Em dezembro do mesmo ano, Broadcom anunciou:
- Uma redução brutal de 50% no quadro de funcionários da VMware;
- O fim das licenças perpétuas, obrigando todos os utilizadores a aderirem a um modelo de subscrição;
- Uma reestruturação dos produtos em pacotes obrigatórios, forçando as empresas a adquirirem “bundles” de serviços desnecessários, tal como um pacote de TV por cabo;
- Uma forte redução do programa de parceiros e revendedores.
Na prática, a VMware passou de uma estratégia de inovação para uma de pura monetização. O objetivo não é mais oferecer novas funcionalidades que conquistem clientes, mas sim espremer ao máximo a base existente antes que esta fuja para concorrentes. O pensamento estratégico dentro da VMware não é “como podemos oferecer soluções inovadoras e manter nossos clientes felizes?”, mas sim “como podemos manipular as licenças e a estrutura de preços para aprisionar os utilizadores pelo maior tempo possível?”.

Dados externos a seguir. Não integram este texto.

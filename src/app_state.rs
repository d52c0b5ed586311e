use std::sync::Arc;
use tracing::info;

use crate::{
    config::{Config, DatabaseConfig, StorageBackend},
    error::AppResult,
    infrastructure::{InMemoryDatabase, SqliteDatabase, Storage},
    repository::Repositories,
};

#[derive(Clone)]
pub struct AppState {
    pub repositories: Repositories,
    pub config: Config,
}

impl AppState {
    pub async fn new(config: Config) -> anyhow::Result<Self> {
        let storage = open_storage(&config.database).await?;
        info!(backend = storage.backend_name(), "storage initialized");
        Ok(Self::with_storage(storage, config))
    }

    pub fn with_storage(storage: Arc<dyn Storage>, config: Config) -> Self {
        Self {
            repositories: Repositories::new(storage),
            config,
        }
    }
}

/// Build the storage variant selected by `config.backend`
pub async fn open_storage(config: &DatabaseConfig) -> AppResult<Arc<dyn Storage>> {
    let storage: Arc<dyn Storage> = match config.backend {
        StorageBackend::Sqlite => Arc::new(SqliteDatabase::connect(config).await?),
        StorageBackend::Memory => Arc::new(InMemoryDatabase::new()),
    };
    Ok(storage)
}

E isso leva-nos às reveladoras informações publicadas pelo The Register:
Em um e-mail obtido pelo The Register, um distribuidor francês da VMware informou que, a partir de 10 de abril, “o número mínimo de ‘cores’ necessário para as licenças VMware aumentará substancialmente, de 16 para 72 por linha de comando”.
Ou seja, se uma empresa possuir um servidor com apenas um processador de oito ‘cores’, será forçada a pagar por 72 ‘cores’ – ou seja, 64 ‘cores’ que nunca irá usar. Um verdadeiro assalto a céu aberto.
E não para por aí. Também foi revelado que clientes que não renovarem suas subscrições anuais a tempo serão penalizados com uma sobretaxa de 20%. E o pior: a assinatura mínima passa a ser de três anos!
Segundo um revendedor da VMware que preferiu permanecer anônimo:
“A VMware está a punir as pequenas e médias empresas que ainda dependem da plataforma. A mensagem é clara: a VMware não valoriza o mercado de PMEs que ajudou a construir seu império.”
Outro CEO do setor reforçou essa ideia:
“A Broadcom tem uma estratégia bem definida: focar-se nos 20% maiores clientes e abandonar o mercado de PMEs. Esta é uma tática comprovada: reduzir custos operacionais, fechar contratos multianuais a preços exorbitantes e maximizar margens de lucro. Mas no final do dia, não passa de um jogo de manipulação financeira.”
E assim se confirma: a VMware deixou de ser uma empresa de inovação para se transformar numa simples ferramenta de extorsão empresarial. A grande questão agora é: quanto tempo os clientes estarão dispostos a suportar esta nova realidade antes de abandonarem o barco?